Stored items

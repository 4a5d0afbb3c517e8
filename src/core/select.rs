//! Dropdown select control.
//!
//! A closed button showing the chosen label, which opens into a list of
//! entries. Pointer and keyboard input change the open state and commit
//! selections; each commit reports how soon it should be persisted.

use super::debounce::SaveDelay;

#[derive(Debug, Clone, PartialEq, Eq)]
pub struct SelectEntry {
    pub value: String,
    pub label: String,
}

impl SelectEntry {
    pub fn new(value: &str, label: &str) -> Self {
        Self {
            value: value.to_string(),
            label: label.to_string(),
        }
    }
}

#[derive(Debug, Clone, Copy, PartialEq, Eq)]
pub enum SelectKey {
    Enter,
    Escape,
    Space,
    Up,
    Down,
    Char(char),
}

#[derive(Debug, Clone, Copy, PartialEq, Eq)]
pub enum SelectEvent {
    /// Pointer pressed on the control itself.
    PointerDown,
    FocusIn,
    Blur,
    /// `modified` is true when Alt, Ctrl or Shift was held.
    Key { key: SelectKey, modified: bool },
    /// Pointer pressed on the entry at this index.
    PointerDownEntry(usize),
}

/// A selection the caller should persist.
#[derive(Debug, Clone, PartialEq, Eq)]
pub struct Commit {
    pub index: usize,
    pub value: String,
    pub delay: SaveDelay,
}

#[derive(Debug, Clone, Default, PartialEq, Eq)]
pub struct SelectResponse {
    pub commit: Option<Commit>,
    /// The key must not fall through to its default action (scrolling).
    pub prevent_default: bool,
}

#[derive(Debug, Clone)]
pub struct SelectWidget {
    entries: Vec<SelectEntry>,
    selected: Option<usize>,
    open: bool,
    last_event: Option<SelectEvent>,
}

impl SelectWidget {
    pub fn new(entries: Vec<SelectEntry>) -> Self {
        Self {
            entries,
            selected: None,
            open: false,
            last_event: None,
        }
    }

    pub fn entries(&self) -> &[SelectEntry] {
        &self.entries
    }

    pub fn selected(&self) -> Option<usize> {
        self.selected
    }

    pub fn is_open(&self) -> bool {
        self.open
    }

    /// Label shown on the closed control.
    pub fn label(&self) -> &str {
        self.selected
            .and_then(|i| self.entries.get(i))
            .map_or("", |e| e.label.as_str())
    }

    /// Select the entry holding `value` without persisting anything.
    /// Returns `false` (and leaves the selection alone) if no entry matches.
    pub fn select_value(&mut self, value: &str) -> bool {
        match self.entries.iter().position(|e| e.value == value) {
            Some(i) => {
                self.selected = Some(i);
                true
            }
            None => false,
        }
    }

    pub fn handle(&mut self, event: SelectEvent) -> SelectResponse {
        let previous = self.last_event.replace(event);
        let mut response = SelectResponse::default();

        match event {
            SelectEvent::PointerDown => self.open = !self.open,
            // Pointer-down already toggled; the focus that follows it must
            // not toggle a second time.
            SelectEvent::FocusIn => {
                if previous != Some(SelectEvent::PointerDown) {
                    self.open = true;
                }
            }
            SelectEvent::Blur => self.open = false,
            SelectEvent::PointerDownEntry(index) => {
                response.commit = self.commit(index, SaveDelay::Immediate);
            }
            SelectEvent::Key { modified: true, .. } => {}
            SelectEvent::Key { key, .. } => match key {
                SelectKey::Enter => self.open = !self.open,
                SelectKey::Escape => self.open = false,
                SelectKey::Space => {
                    response.prevent_default = true;
                    self.open = true;
                }
                SelectKey::Up | SelectKey::Down => {
                    response.prevent_default = true;
                    let target = match (self.selected, key) {
                        (None, _) => Some(0),
                        (Some(i), SelectKey::Up) => i.checked_sub(1),
                        (Some(i), _) => Some(i + 1).filter(|&n| n < self.entries.len()),
                    };
                    if let Some(index) = target {
                        response.commit = self.commit(index, SaveDelay::Typing);
                    }
                }
                SelectKey::Char(c) if c.is_ascii_alphanumeric() => {
                    response.prevent_default = true;
                    if let Some(index) = self.match_first_letter(c) {
                        response.commit = self.commit(index, SaveDelay::Typing);
                    }
                }
                SelectKey::Char(_) => {}
            },
        }

        response
    }

    /// First entry other than the current one whose label starts with `c`.
    fn match_first_letter(&self, c: char) -> Option<usize> {
        let c = c.to_ascii_lowercase();
        self.entries.iter().enumerate().position(|(i, entry)| {
            Some(i) != self.selected
                && entry
                    .label
                    .chars()
                    .next()
                    .is_some_and(|first| first.to_ascii_lowercase() == c)
        })
    }

    fn commit(&mut self, index: usize, delay: SaveDelay) -> Option<Commit> {
        let entry = self.entries.get(index)?;
        self.selected = Some(index);
        Some(Commit {
            index,
            value: entry.value.clone(),
            delay,
        })
    }
}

• **Work item**
For each line in the data, set it down again exactly.

• **Written reply**
repository 4a5d0afbb3c517e8
filename src/core/select.rs
//! Dropdown select control.
//!
//! A closed button showing the chosen label, which opens into a list of
//! entries. Pointer and keyboard input change the open state and commit
//! selections; each commit reports how soon it should be persisted.

use super::debounce::SaveDelay;

#[derive(Debug, Clone, PartialEq, Eq)]
pub struct SelectEntry {
    pub value: String,
    pub label: String,
}

impl SelectEntry {
    pub fn new(value: &str, label: &str) -> Self {
        Self {
            value: value.to_string(),
            label: label.to_string(),
        }
    }
}

#[derive(Debug, Clone, Copy, PartialEq, Eq)]
pub enum SelectKey {
    Enter,
    Escape,
    Space,
    Up,
    Down,
    Char(char),
}

#[derive(Debug, Clone, Copy, PartialEq, Eq)]
pub enum SelectEvent {
    /// Pointer pressed on the control itself.
    PointerDown,
    FocusIn,
    Blur,
    /// `modified` is true when Alt, Ctrl or Shift was held.
    Key { key: SelectKey, modified: bool },
    /// Pointer pressed on the entry at this index.
    PointerDownEntry(usize),
}

/// A selection the caller should persist.
#[derive(Debug, Clone, PartialEq, Eq)]
pub struct Commit {
    pub index: usize,
    pub value: String,
    pub delay: SaveDelay,
}

#[derive(Debug, Clone, Default, PartialEq, Eq)]
pub struct SelectResponse {
    pub commit: Option<Commit>,
    /// The key must not fall through to its default action (scrolling).
    pub prevent_default: bool,
}

#[derive(Debug, Clone)]
pub struct SelectWidget {
    entries: Vec<SelectEntry>,
    selected: Option<usize>,
    open: bool,
    last_event: Option<SelectEvent>,
}

impl SelectWidget {
    pub fn new(entries: Vec<SelectEntry>) -> Self {
        Self {
            entries,
            selected: None,
            open: false,
            last_event: None,
        }
    }

    pub fn entries(&self) -> &[SelectEntry] {
        &self.entries
    }

    pub fn selected(&self) -> Option<usize> {
        self.selected
    }

    pub fn is_open(&self) -> bool {
        self.open
    }

    /// Label shown on the closed control.
    pub fn label(&self) -> &str {
        self.selected
            .and_then(|i| self.entries.get(i))
            .map_or("", |e| e.label.as_str())
    }

    /// Select the entry holding `value` without persisting anything.
    /// Returns `false` (and leaves the selection alone) if no entry matches.
    pub fn select_value(&mut self, value: &str) -> bool {
        match self.entries.iter().position(|e| e.value == value) {
            Some(i) => {
                self.selected = Some(i);
                true
            }
            None => false,
        }
    }

    pub fn handle(&mut self, event: SelectEvent) -> SelectResponse {
        let previous = self.last_event.replace(event);
        let mut response = SelectResponse::default();

        match event {
            SelectEvent::PointerDown => self.open = !self.open,
            // Pointer-down already toggled; the focus that follows it must
            // not toggle a second time.
            SelectEvent::FocusIn => {
                if previous != Some(SelectEvent::PointerDown) {
                    self.open = true;
                }
            }
            SelectEvent::Blur => self.open = false,
            SelectEvent::PointerDownEntry(index) => {
                response.commit = self.commit(index, SaveDelay::Immediate);
            }
            SelectEvent::Key { modified: true, .. } => {}
            SelectEvent::Key { key, .. } => match key {
                SelectKey::Enter => self.open = !self.open,
                SelectKey::Escape => self.open = false,
                SelectKey::Space => {
                    response.prevent_default = true;
                    self.open = true;
                }
                SelectKey::Up | SelectKey::Down => {
                    response.prevent_default = true;
                    let target = match (self.selected, key) {
                        (None, _) => Some(0),
                        (Some(i), SelectKey::Up) => i.checked_sub(1),
                        (Some(i), _) => Some(i + 1).filter(|&n| n < self.entries.len()),
                    };
                    if let Some(index) = target {
                        response.commit = self.commit(index, SaveDelay::Typing);
                    }
                }
                SelectKey::Char(c) if c.is_ascii_alphanumeric() => {
                    response.prevent_default = true;
                    if let Some(index) = self.match_first_letter(c) {
                        response.commit = self.commit(index, SaveDelay::Typing);
                    }
                }
                SelectKey::Char(_) => {}
            },
        }

        response
    }

    /// First entry other than the current one whose label starts with `c`.
    fn match_first_letter(&self, c: char) -> Option<usize> {
        let c = c.to_ascii_lowercase();
        self.entries.iter().enumerate().position(|(i, entry)| {
            Some(i) != self.selected
                && entry
                    .label
                    .chars()
                    .next()
                    .is_some_and(|first| first.to_ascii_lowercase() == c)
        })
    }

    fn commit(&mut self, index: usize, delay: SaveDelay) -> Option<Commit> {
        let entry = self.entries.get(index)?;
        self.selected = Some(index);
        Some(Commit {
            index,
            value: entry.value.clone(),
            delay,
        })
    }
}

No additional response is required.